СЕМЕН ЛИПКИН
*
В ПЕРВЫЙ ДЕНЬ
Безумие
Так же плывут в синеве облака,
Так же весна зелена и звонка,
Тот же полет ветерка.
Только душа почему-то нема, —
Разве природа лишилась ума,
Разве грозит нам зима?
Солнце холодного майского дня,
Разве ты светишься ярче огня
Там, где несчастна Чечня?
Страшно погибшим, не только живым, —
Может, безумием стал одержим
К нам на пути серафим?
Стены заговорят
Льется дождь. Дерев орава
Жадно воду пьет, гудя,
Но скрывается отрава
В каждой капельке дождя.
Будет день. Обычный. Страшный.
Широко шагнет чума.
Все умрет: деревья, пашни,
Птицы, люди и дома.
На холмах и на равнинах
Жизнь взойдет, опять нова,
Но лишь в каменных руинах
Наши оживут слова.
С помощью иной антенны
Вдруг в разрушенном дому
Неизвестный никому
Наш язык откроют стены.
Преступник
Что стало с ним? Быть может, свыкся
С своей судьбой и мрачно пьет?
Иль светлым трепетом проникся
И в ужасе возмездья ждет?
Иль на него, чья жизнь сокрыта,
Как Даниил среди зверей,
Глазами умными семита
Взирает протоиерей.
В начале исхода
Я зноя вдыхаю сухой преизбыток,
А небо горящего спирта синей.
Пустыня лежит, как развернутый свиток,
И ждет, чтобы вывел я буквы на ней.
Но как я их выведу? Слов я не знаю,
Они еще не заповеданы мне,
Свободой вчерашних рабов обжигаю
И к Неопалимой веду Купине.
Соседи
Ах, какое высокое небо
Над высотами города Хеба!
Здесь, в одном из судетских домов,
Жил старик, автор многих томов,
Тот, кто Вертера создал и Фауста.
Средь снегов, набегающих нагусто,
Или в шелесте летних недель
Ясноокая умная немка,
Молода и свежа, как апрель,
С ним делила часы и постель.
Впрочем, нам не важна эта темка.
Важно то, что великий старик
От знакомств в эти годы отвык.
Собеседники — только родник,
И людей, и скотины поилец,
Да еще этот Гус.
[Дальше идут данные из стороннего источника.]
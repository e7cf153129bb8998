//! Object metadata types.

use http::header::CONTENT_LENGTH;
use http::HeaderMap;
use serde::{Deserialize, Serialize};

use crate::api::constants::{
    HEADER_OBJ_ATIME, HEADER_OBJ_CKSUM_TYPE, HEADER_OBJ_CKSUM_VAL, HEADER_OBJ_VERSION,
};

/// Object attributes reported in `ais-*` response headers.
#[derive(Debug, Clone, Default, Serialize, Deserialize, PartialEq)]
pub struct ObjectAttributes {
    /// Object size in bytes (from `Content-Length`)
    pub size: u64,
    pub checksum_type: String,
    pub checksum_value: String,
    /// Last access time
    pub access_time: String,
    pub obj_version: String,
}

impl ObjectAttributes {
    /// Read attributes from response headers. Missing headers become defaults.
    pub fn from_headers(headers: &HeaderMap) -> Self {
        let get = |name: &str| {
            headers
                .get(name)
                .and_then(|value| value.to_str().ok())
                .unwrap_or_default()
                .to_string()
        };
        Self {
            size: headers
                .get(CONTENT_LENGTH)
                .and_then(|value| value.to_str().ok())
                .and_then(|value| value.parse().ok())
                .unwrap_or(0),
            checksum_type: get(HEADER_OBJ_CKSUM_TYPE),
            checksum_value: get(HEADER_OBJ_CKSUM_VAL),
            access_time: get(HEADER_OBJ_ATIME),
            obj_version: get(HEADER_OBJ_VERSION),
        }
    }
}

/// Byte range for partial reads, rendered as an HTTP `Range` header.
#[derive(Debug, Clone, Copy, PartialEq, Eq)]
pub struct ByteRange {
    pub start: u64,
    /// Inclusive end; `None` reads to the end of the object
    pub end: Option<u64>,
}

impl ByteRange {
    pub fn header_value(&self) -> String {
        match self.end {
            Some(end) => format!("bytes={}-{}", self.start, end),
            None => format!("bytes={}-", self.start),
        }
    }
}
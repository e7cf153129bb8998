//! Wire types exchanged with the AIStore REST API.

pub mod bucket;
pub mod object;

// Re-export all types for convenience
pub use bucket::*;
pub use object::*;
//! Full URLs over a set of [`AisSource`]s.

use std::sync::Arc;

use futures_util::stream::{Stream, StreamExt};

use crate::api::AisResult;
use crate::client::AisSource;

/// Chains the URLs of each source in order, filtered by `prefix` and read
/// through an optional ETL.
pub struct AisSourceLister {
    sources: Vec<Arc<dyn AisSource>>,
    prefix: String,
    etl_name: Option<String>,
}

impl AisSourceLister {
    pub fn new(sources: Vec<Arc<dyn AisSource>>) -> Self {
        Self {
            sources,
            prefix: String::new(),
            etl_name: None,
        }
    }

    /// Only include objects whose names start with `prefix`.
    pub fn with_prefix(mut self, prefix: impl Into<String>) -> Self {
        self.prefix = prefix.into();
        self
    }

    pub fn with_etl_name(mut self, etl_name: impl Into<String>) -> Self {
        self.etl_name = Some(etl_name.into());
        self
    }

    pub fn into_stream(self) -> impl Stream<Item = AisResult<String>> + Send + 'static {
        let AisSourceLister {
            sources,
            prefix,
            etl_name,
        } = self;

        async_stream::try_stream! {
            for source in &sources {
                let mut urls = source.list_urls(&prefix, etl_name.as_deref());
                while let Some(url) = urls.next().await {
                    yield url?;
                }
            }
        }
    }
}
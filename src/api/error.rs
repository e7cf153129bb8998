//! Error types for the AIStore request client.

use http::StatusCode;
use thiserror::Error;

/// Crate-wide error type.
#[derive(Debug, Error)]
pub enum AisError {
    /// HTTP/network error from reqwest
    #[cfg(feature = "http")]
    #[error("HTTP error: {0}")]
    Http(#[from] reqwest::Error),

    /// The cluster answered with a status outside 200-299
    #[error(transparent)]
    Status(#[from] StatusError),

    /// A successful response body did not match the expected type
    #[error("Deserialization error: {0}")]
    Deserialize(String),

    /// Request body or query string could not be encoded
    #[error("Serialization error: {0}")]
    Serialize(String),

    /// Header name or value rejected by the HTTP layer
    #[error("Invalid header: {0}")]
    InvalidHeader(String),

    /// Malformed `provider://bucket/object` URL
    #[error("Invalid URL: {0}")]
    InvalidUrl(String),

    /// Invalid parameter provided
    #[error("Invalid parameter: {0}")]
    InvalidParameter(String),

    /// Reading the response body failed after the status line was received.
    /// Custom [`Session`](crate::api::Session) implementations should use it
    /// for failures in their body streams.
    #[error("Body error: {0}")]
    Body(String),
}

/// Result type alias for SDK operations.
pub type AisResult<T> = Result<T, AisError>;

impl AisError {
    /// HTTP status carried by the error, if it came from a non-2xx response.
    pub fn status(&self) -> Option<u16> {
        match self {
            AisError::Status(err) => Some(err.status()),
            _ => None,
        }
    }
}

/// Non-2xx response, classified by status code and message.
#[derive(Debug, Clone, Error)]
pub enum StatusError {
    #[error("Bucket not found: {}", .0.message)]
    BucketNotFound(ErrorResponse),

    #[error("Remote bucket not found: {}", .0.message)]
    RemoteBucketNotFound(ErrorResponse),

    #[error("Bucket already exists: {}", .0.message)]
    BucketAlreadyExists(ErrorResponse),

    #[error("ETL already exists: {}", .0.message)]
    EtlAlreadyExists(ErrorResponse),

    /// Resource not found (404)
    #[error("Not found: {}", .0.message)]
    NotFound(ErrorResponse),

    /// Conflicting state (409)
    #[error("Conflict: {}", .0.message)]
    Conflict(ErrorResponse),

    /// Any other status
    #[error("AIStore error {}: {}", .0.status, .0.message)]
    Ais(ErrorResponse),
}

impl StatusError {
    /// Classify an error response.
    ///
    /// Client errors are first matched on the message text, the way the cluster
    /// reports missing or duplicate buckets, then on the status code.
    pub fn classify(status: StatusCode, response: ErrorResponse) -> Self {
        if status.is_client_error() {
            let text = response.message.to_lowercase();
            if text.contains("does not exist") {
                if text.contains("remote bucket") {
                    return StatusError::RemoteBucketNotFound(response);
                }
                if text.contains("bucket") {
                    return StatusError::BucketNotFound(response);
                }
                return StatusError::NotFound(response);
            }
            if text.contains("already exists") {
                if text.contains("etl") {
                    return StatusError::EtlAlreadyExists(response);
                }
                return StatusError::BucketAlreadyExists(response);
            }
        }

        match status {
            StatusCode::NOT_FOUND => StatusError::NotFound(response),
            StatusCode::CONFLICT => StatusError::Conflict(response),
            _ => StatusError::Ais(response),
        }
    }

    pub fn response(&self) -> &ErrorResponse {
        match self {
            StatusError::BucketNotFound(r)
            | StatusError::RemoteBucketNotFound(r)
            | StatusError::BucketAlreadyExists(r)
            | StatusError::EtlAlreadyExists(r)
            | StatusError::NotFound(r)
            | StatusError::Conflict(r)
            | StatusError::Ais(r) => r,
        }
    }

    pub fn status(&self) -> u16 {
        self.response().status
    }
}

/// Error body returned by the cluster.
#[derive(Debug, Clone, Default, PartialEq, serde::Deserialize)]
pub struct ErrorResponse {
    /// HTTP status as reported by the cluster
    #[serde(default)]
    pub status: u16,
    /// Human-readable error message
    #[serde(default)]
    pub message: String,
    #[serde(default)]
    pub method: String,
    #[serde(default)]
    pub url_path: String,
    #[serde(default)]
    pub remote_addr: String,
    #[serde(default)]
    pub caller: String,
    /// Node that produced the error
    #[serde(default)]
    pub node: String,
}

impl ErrorResponse {
    /// Build a response from a non-JSON body.
    pub fn from_text(status: StatusCode, text: impl Into<String>) -> Self {
        let text = text.into();
        let message = if text.is_empty() {
            status
                .canonical_reason()
                .map(str::to_string)
                .unwrap_or_else(|| format!("HTTP {}", status.as_u16()))
        } else {
            text
        };
        Self {
            status: status.as_u16(),
            message,
            ..Default::default()
        }
    }

    /// Parse a cluster error body, falling back to the raw text.
    pub fn parse(status: StatusCode, body: &str) -> Self {
        match serde_json::from_str::<ErrorResponse>(body) {
            Ok(mut response) => {
                if response.status == 0 {
                    response.status = status.as_u16();
                }
                if response.message.is_empty() {
                    response.message = body.to_string();
                }
                response
            }
            Err(_) => Self::from_text(status, body.trim()),
        }
    }
}

/// Turns a non-2xx response into an error.
///
/// Any `Fn(StatusCode, &str) -> AisError` works, so tests and callers can
/// swap the mapping without a new type.
pub trait ErrorHandler: Send + Sync {
    fn handle(&self, status: StatusCode, body: &str) -> AisError;
}

impl<F> ErrorHandler for F
where
    F: Fn(StatusCode, &str) -> AisError + Send + Sync,
{
    fn handle(&self, status: StatusCode, body: &str) -> AisError {
        self(status, body)
    }
}

/// Default error policy: parse the cluster error body and classify it.
pub fn handle_errors(status: StatusCode, body: &str) -> AisError {
    AisError::Status(StatusError::classify(status, ErrorResponse::parse(status, body)))
}
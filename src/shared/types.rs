//! Shared type definitions for the AIStore SDK.

use std::str::FromStr;

use serde::{Deserialize, Serialize};

use crate::api::error::AisError;

// ============================================================================
// Provider Enum
// ============================================================================

/// Backend provider of a bucket.
///
/// `ais` buckets live in the cluster itself; the others are remote backends
/// the cluster fronts.
#[derive(Debug, Clone, Copy, Default, PartialEq, Eq, Hash, Serialize, Deserialize)]
pub enum Provider {
    #[default]
    #[serde(rename = "ais")]
    Ais,
    #[serde(rename = "aws")]
    Aws,
    #[serde(rename = "gcp")]
    Gcp,
    #[serde(rename = "azure")]
    Azure,
    #[serde(rename = "hdfs")]
    Hdfs,
    /// Plain HTTP(S) origin
    #[serde(rename = "ht")]
    Http,
}

impl Provider {
    /// Get the string representation used in query parameters and URLs.
    pub fn as_str(&self) -> &'static str {
        match self {
            Self::Ais => "ais",
            Self::Aws => "aws",
            Self::Gcp => "gcp",
            Self::Azure => "azure",
            Self::Hdfs => "hdfs",
            Self::Http => "ht",
        }
    }
}

impl FromStr for Provider {
    type Err = AisError;

    fn from_str(s: &str) -> Result<Self, Self::Err> {
        match s.to_ascii_lowercase().as_str() {
            "ais" => Ok(Self::Ais),
            "aws" | "s3" => Ok(Self::Aws),
            "gcp" | "gs" => Ok(Self::Gcp),
            "azure" | "az" => Ok(Self::Azure),
            "hdfs" => Ok(Self::Hdfs),
            "ht" => Ok(Self::Http),
            other => Err(AisError::InvalidParameter(format!("unknown provider '{}'", other))),
        }
    }
}

impl std::fmt::Display for Provider {
    fn fmt(&self, f: &mut std::fmt::Formatter<'_>) -> std::fmt::Result {
        write!(f, "{}", self.as_str())
    }
}

#[cfg(test)]
mod tests {
    use super::*;

    #[test]
    fn test_provider_aliases() {
        assert_eq!("s3".parse::<Provider>().unwrap(), Provider::Aws);
        assert_eq!("GS".parse::<Provider>().unwrap(), Provider::Gcp);
        assert_eq!("az".parse::<Provider>().unwrap(), Provider::Azure);
        assert_eq!("ht".parse::<Provider>().unwrap(), Provider::Http);
        assert!("ftp".parse::<Provider>().is_err());
    }

    #[test]
    fn test_provider_serde() {
        assert_eq!(serde_json::to_string(&Provider::Http).unwrap(), r#""ht""#);
        let provider: Provider = serde_json::from_str(r#""gcp""#).unwrap();
        assert_eq!(provider, Provider::Gcp);
        assert_eq!(Provider::default(), Provider::Ais);
    }
}
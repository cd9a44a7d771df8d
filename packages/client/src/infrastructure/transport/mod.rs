//! Transport seam between the connection manager and the network.
//!
//! A [`Connector`] opens one connection per call and reports its lifecycle
//! as [`TransportEvent`]s tagged with the [`ConnectionId`] it was given. The
//! returned [`Link`] is the write half. Dropping a link closes the
//! connection, whether or not it ever opened.

pub mod websocket;

use std::fmt;

use thiserror::Error;
use tokio::sync::mpsc;

pub use websocket::WebSocketConnector;

/// Identifies one connection instance. Never reused within a session.
pub type ConnectionId = u64;

/// Channel on which connections report their lifecycle
pub type TransportEventSender = mpsc::UnboundedSender<(ConnectionId, TransportEvent)>;

/// Receiving half of [`TransportEventSender`]
pub type TransportEventReceiver = mpsc::UnboundedReceiver<(ConnectionId, TransportEvent)>;

/// Lifecycle events reported by a connection, in order.
#[derive(Debug, Clone, PartialEq, Eq)]
pub enum TransportEvent {
    /// Handshake finished; the connection accepts writes.
    Opened,
    /// One inbound text frame.
    Frame(String),
    /// The connection is gone. Always the last event.
    Closed(CloseReason),
}

/// Why a connection closed
#[derive(Debug, Clone, PartialEq, Eq)]
pub enum CloseReason {
    /// The client closed it (credential change, teardown).
    ClientRequested,
    /// The server sent a close frame.
    Remote { code: Option<u16>, reason: String },
    /// Connect failure or I/O error.
    Error(String),
}

impl fmt::Display for CloseReason {
    fn fmt(&self, f: &mut fmt::Formatter<'_>) -> fmt::Result {
        match self {
            Self::ClientRequested => write!(f, "closed by client"),
            Self::Remote {
                code: Some(code),
                reason,
            } => write!(f, "closed by server ({code}): {reason}"),
            Self::Remote { code: None, reason } => write!(f, "closed by server: {reason}"),
            Self::Error(e) => write!(f, "transport error: {e}"),
        }
    }
}

/// Errors writing to a link
#[derive(Debug, Error, Clone, PartialEq, Eq)]
pub enum TransportError {
    /// The connection task has already finished
    #[error("connection task is no longer running")]
    ChannelClosed,
}

/// Opens connections.
#[cfg_attr(test, mockall::automock)]
pub trait Connector: Send + Sync {
    /// Start opening a connection to `url`.
    ///
    /// Returns immediately; progress is reported on `events` tagged with `id`.
    fn open(&self, id: ConnectionId, url: &str, events: TransportEventSender) -> Box<dyn Link>;
}

/// Write half of one connection.
#[cfg_attr(test, mockall::automock)]
pub trait Link: Send {
    /// Queue one text frame for writing.
    fn send_text(&self, text: String) -> Result<(), TransportError>;

    /// Request a graceful close. Idempotent.
    fn close(&mut self);
}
Еретик?
Нет, сожженного однофамилец.
До сих пор мы не знаем, о чем
Говорил с местным жителем немец,
Только знаем, что старый богемец
Состоял городским палачом.
Пили пиво палач и поэт.
Кто подслушал слова тех бесед?
— Я служил королю топором.
— Я работал гусиным пером.
— Я людей убивал по нужде.
— Я покаюсь на Страшном суде.
Парижская нота
Называла Жоржиком Ахматова
Юного столичного хлыща,
Этого порочного, губатого,
Чья строка вторична и нища.
Тяжки эмигрантские условия,
Часто решка, изредка орел.
Отпрыск благородного сословия
Благородство высшее обрел.
Он сумел вдали от русской снежности,
С полупьяной смертью визави,
Вызволить из долгой безнадежности
Музыку страданья и любви.
Случайность
Все случайно: Ермак и Петр,
Канцлер-шут в камзоле поярковом
И таможенный досмотр
Между Белгородом и Харьковом,
Пугачев, Аракчеев, Ильич,
Праарийских племен поверия...
Русь моя, как тебя постичь,
О, случайная империя!
Ты встаешь в рассветной росе,
Да и вся — из мира весеннего,
И татарин-шакирд в медресе
Славит Пушкина и Тургенева.
В первый день
Там были бедность, ранний голод,
Там породнился я с тоской,
Но все ж мне дорог этот город,
Такой земной, такой морской.
Он стал талантами беднее,
Стал заурядней и серей,
Но сердцу места нет роднее,
Синее не знавал морей.
Там тени юности живые,
Забыть не в силах я одних,
Там две могилы дорогие,
Но лягу далеко от них.
Я лягу, страх вобрав окопный
И помня тех, кто лег во рву.
Как в первый день послепотопный,
После Освенцима живу.
Читая Бодлера
Лязгает поздняя осень, знобит все живое,
Падает влага со снегом с небес городских,
Холод настиг пребывающих в вечном покое,
В грязных и нищих кварталах все больше больных.
Кот на окне хочет позы удобной и прочной,
Телом худым и паршивым прижался к стеклу,
Чья-то душа заблудилась в трубе водосточной —
То не моя ли, так близко, на этом углу?
Нет между жизнью и смертью черты пограничной,
Разницы нет между ночью и призраком дня.
Знаю, что в это мгновенье на койке больничной
Брат мой глазами печальными ищет меня.